Alongside the small and dedicated “Star Bright Farm Family” — which  includes girlfriend Leah Corbin, a filmmaker who also creates videos for the farm’s website — Elmore puts in the lion’s share of labor, planting, raising, harvesting and processing over 24 varieties of herbs and botanicals across three acres. Lemon verbena for teas and oil infusions, sage and sweet marigold for hydrosols, their popular “seed to finish floral waters.”

He also holds workshops on garden planning, greenhouse growing and “distilling for at-home cooks or budding bartenders,” including The Loves of the Plants Series: Seed to Still to Sip, a recent partnership with the Bluebird Cocktail Room in Baltimore. Despite putting in 18- to 20-hour days on the land, Elmore, who loves to cook and is an avid distance runner (the eight- to ten-mile range is his sweet spot), still makes it back to Oregon a handful of times each year. 

“I mostly backcountry ski these days, the resorts are too expensive, but Leah and I recently camped in Alvord Desert and hiked in the foothills of Steens Mountain,” he says. Come springtime, it’s all hands back on deck well before mid-June, when Star Bright’s lavender fields are in full bloom, with kaleidoscopes of butterflies tending to the near-endless sea of purple flowers. 
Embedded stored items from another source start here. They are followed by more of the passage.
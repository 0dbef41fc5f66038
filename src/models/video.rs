//! YouTube content model

use chrono::{DateTime, Utc};
use once_cell::sync::Lazy;
use regex::Regex;
use serde::{Deserialize, Serialize};

use super::pagination::{SortColumns, SortOrder};

static BARE_ID: Lazy<Regex> = Lazy::new(|| Regex::new(r"^[A-Za-z0-9_-]{11}$").unwrap());

static VIDEO_URL: Lazy<Regex> = Lazy::new(|| {
    Regex::new(
        r"^(?:https?://)?(?:www\.|m\.)?(?:youtube\.com/(?:watch\?(?:[^#]*&)?v=|embed/|shorts/|live/)|youtu\.be/)([A-Za-z0-9_-]{11})(?:[?&#/].*)?$",
    )
    .unwrap()
});

#[derive(Debug, Clone, Serialize, Deserialize)]
#[serde(rename_all = "camelCase")]
pub struct Video {
    pub id: i64,
    pub title: String,
    pub youtube_id: String,
    /// Canonical watch URL
    pub url: String,
    pub description: Option<String>,
    pub channel: Option<String>,
    pub duration_seconds: Option<i64>,
    pub tags: Vec<String>,
    pub published: bool,
    pub created_at: DateTime<Utc>,
    pub updated_at: DateTime<Utc>,
}

impl Video {
    pub fn new(title: String, youtube_id: String) -> Self {
        let now = Utc::now();
        Self {
            id: 0,
            url: watch_url(&youtube_id),
            title,
            youtube_id,
            description: None,
            channel: None,
            duration_seconds: None,
            tags: Vec::new(),
            published: false,
            created_at: now,
            updated_at: now,
        }
    }
}

/// Extract the 11-character video ID from a watch, short, embed or
/// youtu.be URL. A bare ID is accepted as-is.
pub fn parse_youtube_id(input: &str) -> Option<String> {
    let input = input.trim();
    if BARE_ID.is_match(input) {
        return Some(input.to_string());
    }
    VIDEO_URL
        .captures(input)
        .and_then(|caps| caps.get(1))
        .map(|m| m.as_str().to_string())
}

pub fn watch_url(youtube_id: &str) -> String {
    format!("https://www.youtube.com/watch?v={}", youtube_id)
}

#[derive(Debug, Clone, Deserialize)]
#[serde(rename_all = "camelCase")]
pub struct CreateVideoInput {
    pub title: String,
    /// Watch URL or bare video ID
    pub url: String,
    #[serde(default)]
    pub description: Option<String>,
    #[serde(default)]
    pub channel: Option<String>,
    #[serde(default)]
    pub duration_seconds: Option<i64>,
    #[serde(default)]
    pub tags: Vec<String>,
    #[serde(default)]
    pub published: bool,
}

#[derive(Debug, Clone, Default, Deserialize)]
#[serde(rename_all = "camelCase", default)]
pub struct UpdateVideoInput {
    pub title: Option<String>,
    pub url: Option<String>,
    pub description: Option<String>,
    pub channel: Option<String>,
    pub duration_seconds: Option<i64>,
    pub tags: Option<Vec<String>>,
    pub published: Option<bool>,
}

#[derive(Debug, Clone, Default, Deserialize)]
#[serde(rename_all = "camelCase", default)]
pub struct VideoFilter {
    pub published: Option<bool>,
    pub tag: Option<String>,
    pub search: Option<String>,
}

pub const VIDEO_SORT_COLUMNS: SortColumns = SortColumns {
    fields: &[
        ("id", "id"),
        ("title", "title"),
        ("channel", "channel"),
        ("durationSeconds", "duration_seconds"),
        ("published", "published"),
        ("createdAt", "created_at"),
        ("updatedAt", "updated_at"),
    ],
    default_column: "created_at",
    default_order: SortOrder::Desc,
};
Holiday season aside, it’s the farm’s busiest time, with crowds coming for pop-ups, farm-to-table dinners and to shop for products at the Barn Market. Filled with goods for homes and gardens, from body butter to bath salts, Elmore says anything with lavender is a best-seller.

“Eventually, the goal is to have more pick-your-own type of stuff, maybe some chickens for fresh eggs, and I would love to get into regional grocery chains and distill hydrosols into sparkling beverages,” he says. “Four years in, and this venture has evolved into something a bit beyond what we were all initially thinking but coming home to Maryland and inspiring people to care more about the land, where our food comes from, and how it’s grown, and supporting local businesses has always been my dream. I’m excited to see what the next chapter looks like.”